How Can A Startup Stay Afloat In Lean Times?

There is no such thing as instant growth, but there are things that can help


The path of a startup is never easy, with time and money being two resources that they often struggle with in their first two years. Not everyone is capable of generating profit instantly, but access to capital is critical for growth. Since investors may be there to support with funding, they can also add enormous pressure by asking for a good ROI which a startup may not provide fast enough.

One of the reasons why startups fail is that many are unaware that aside from venture capital, the government can also provide support and funding. With any business - small or large - there is little sense in waiting for a benefactor to offer help directly, so it's worth looking for options yourself.

So, how can a promising but poorly resourced startup stay afloat without investors and crowdsourcing?

One of the options is to try to benefit from R&D programs.

In the US, R&D incentive programs are available at all levels - federal, state, and local - these can be life-saving when promising startups generate little to no profit but have big ideas. The US Small Business Administration (SBA) alone offers several options, with the Small Business Innovative Research Grant Program (SBIR) and the Small Business Technology Transfer Grant Program (STTR) being amongst the most popular. Both programs are designed to stimulate the development of technological and biomedical fields to boost innovation in scientific, educational, and non-commercial sectors. In order to be eligible, a startup must meet specific (strict) requirements from the government such as revenue generating potential, meeting the core needs of the government in terms of the innovative value of their product, and that a company is collaborating with at least one non-profit research institution during the program.

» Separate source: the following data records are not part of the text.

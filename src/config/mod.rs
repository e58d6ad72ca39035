//! Configuration loading and layering.
//!
//! Handles `.revq.toml` loading, environment variable resolution,
//! and CLI flag merging with proper priority ordering.

pub mod loader;

pub use loader::{AdmissionConfig, AnalyzerConfig, Config, RetryConfig};
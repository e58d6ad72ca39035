//! In-memory task store.

use std::collections::HashMap;
use std::sync::Mutex;

use async_trait::async_trait;
use chrono::Utc;

use crate::models::{Fingerprint, ReviewRequest, Task, TaskId, TaskState};

use super::{StoreError, TaskStore, TransitionPayload};

/// Process-local task store.
///
/// Each transition mutates one record under the map lock, which gives
/// the per-record atomicity the lifecycle needs. Tasks are never
/// deleted; retention is an external concern.
#[derive(Default)]
pub struct MemoryStore {
    tasks: Mutex<HashMap<TaskId, Task>>,
}

impl MemoryStore {
    pub fn new() -> Self {
        Self::default()
    }
}

#[async_trait]
impl TaskStore for MemoryStore {
    async fn create(
        &self,
        request: ReviewRequest,
        fingerprint: Fingerprint,
    ) -> Result<Task, StoreError> {
        let task = Task::new(request, fingerprint);
        self.tasks.lock().unwrap().insert(task.id, task.clone());
        Ok(task)
    }

    async fn transition(
        &self,
        id: TaskId,
        new_state: TaskState,
        payload: TransitionPayload,
    ) -> Result<Task, StoreError> {
        let mut tasks = self.tasks.lock().unwrap();
        let task = tasks.get_mut(&id).ok_or(StoreError::NotFound(id))?;

        if !task.state.can_transition_to(new_state) {
            return Err(StoreError::InvalidTransition {
                id,
                from: task.state,
                to: new_state,
            });
        }

        match (new_state, payload) {
            (TaskState::Processing, TransitionPayload::None) => {
                task.attempt_count += 1;
            }
            (TaskState::Completed, TransitionPayload::Result(report)) => {
                task.result = Some(report);
            }
            (TaskState::Failed, TransitionPayload::Error(error)) => {
                task.error = Some(error);
            }
            (state, payload) => {
                return Err(StoreError::Internal(format!(
                    "transition to {state} with mismatched payload {payload:?}"
                )));
            }
        }

        task.state = new_state;
        task.updated_at = Utc::now();
        Ok(task.clone())
    }

    async fn get(&self, id: TaskId) -> Result<Task, StoreError> {
        self.tasks
            .lock()
            .unwrap()
            .get(&id)
            .cloned()
            .ok_or(StoreError::NotFound(id))
    }
}

#[cfg(test)]
mod tests {
    use super::*;
    use crate::models::{ReviewReport, TaskError, TaskErrorKind};

    async fn store_with_task() -> (MemoryStore, TaskId) {
        let store = MemoryStore::new();
        let request = ReviewRequest::new("https://github.com/user/repo", 7);
        let fp = request.fingerprint(None);
        let task = store.create(request, fp).await.unwrap();
        (store, task.id)
    }

    #[tokio::test]
    async fn create_starts_pending() {
        let (store, id) = store_with_task().await;
        let task = store.get(id).await.unwrap();
        assert_eq!(task.state, TaskState::Pending);
        assert_eq!(task.attempt_count, 0);
    }

    #[tokio::test]
    async fn processing_increments_attempts() {
        let (store, id) = store_with_task().await;
        let task = store
            .transition(id, TaskState::Processing, TransitionPayload::None)
            .await
            .unwrap();
        assert_eq!(task.attempt_count, 1);

        // Redelivery restart bumps the count again.
        let task = store
            .transition(id, TaskState::Processing, TransitionPayload::None)
            .await
            .unwrap();
        assert_eq!(task.attempt_count, 2);
    }

    #[tokio::test]
    async fn completed_records_result() {
        let (store, id) = store_with_task().await;
        store
            .transition(id, TaskState::Processing, TransitionPayload::None)
            .await
            .unwrap();
        let task = store
            .transition(
                id,
                TaskState::Completed,
                TransitionPayload::Result(ReviewReport::new(2, vec![])),
            )
            .await
            .unwrap();
        assert_eq!(task.state, TaskState::Completed);
        assert_eq!(task.result.unwrap().summary.total_files, 2);
        assert!(task.error.is_none());
    }

    #[tokio::test]
    async fn failed_records_error() {
        let (store, id) = store_with_task().await;
        store
            .transition(id, TaskState::Processing, TransitionPayload::None)
            .await
            .unwrap();
        let task = store
            .transition(
                id,
                TaskState::Failed,
                TransitionPayload::Error(TaskError::new(TaskErrorKind::Auth, "bad credential")),
            )
            .await
            .unwrap();
        assert_eq!(task.state, TaskState::Failed);
        assert_eq!(task.error.unwrap().kind, TaskErrorKind::Auth);
    }

    #[tokio::test]
    async fn terminal_states_reject_further_transitions() {
        let (store, id) = store_with_task().await;
        store
            .transition(id, TaskState::Processing, TransitionPayload::None)
            .await
            .unwrap();
        store
            .transition(
                id,
                TaskState::Completed,
                TransitionPayload::Result(ReviewReport::new(0, vec![])),
            )
            .await
            .unwrap();

        let err = store
            .transition(id, TaskState::Processing, TransitionPayload::None)
            .await
            .unwrap_err();
        assert!(matches!(err, StoreError::InvalidTransition { .. }));

        // State is unchanged after the rejected transition.
        assert_eq!(store.get(id).await.unwrap().state, TaskState::Completed);
    }

    #[tokio::test]
    async fn skipping_processing_is_rejected() {
        let (store, id) = store_with_task().await;
        let err = store
            .transition(
                id,
                TaskState::Completed,
                TransitionPayload::Result(ReviewReport::new(0, vec![])),
            )
            .await
            .unwrap_err();
        assert!(matches!(err, StoreError::InvalidTransition { .. }));
    }

    #[tokio::test]
    async fn mismatched_payload_is_rejected() {
        let (store, id) = store_with_task().await;
        store
            .transition(id, TaskState::Processing, TransitionPayload::None)
            .await
            .unwrap();
        let err = store
            .transition(id, TaskState::Completed, TransitionPayload::None)
            .await
            .unwrap_err();
        assert!(matches!(err, StoreError::Internal(_)));
    }

    #[tokio::test]
    async fn get_unknown_id_is_not_found() {
        let store = MemoryStore::new();
        let err = store.get(TaskId::new()).await.unwrap_err();
        assert!(matches!(err, StoreError::NotFound(_)));
    }
}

For those who are not related to science or medicine, it can be useful to look at R&D tax credits. Thanks to the Protecting Americans from Tax Hikes Act 2015, from 2016, eligible small businesses whose gross profit is less than $5 million and who have been operating for less than 5 years can claim the R&D credit to reduce the employer's payroll tax liability. The Act is the result of the governmental strategy review towards young businesses, acknowledging that in the first few years, many startups are not capable of generating enough taxable revenue.

Eligibility for the tax credit is less strict than with the SBIR and the STTR incentive programs, which require collaboration with research institutions. However, in order to benefit from the tax credit, startups must demonstrate some exceptional knowledge of their product and business plan. Particularly, they must show the product development process, including all experimentation and prototyping. Even though the tax credit doesn't require a project to be a groundbreaking innovation, there must be proof that a new product either acts as an improved version of a conventional product or service, including performance, quality, design, or methodology.

However, startups must acknowledge that whether they work with institutional investors or incentive programs, ROI should always be the top of any agenda, as regardless of getting funding, without ROI every company will fail.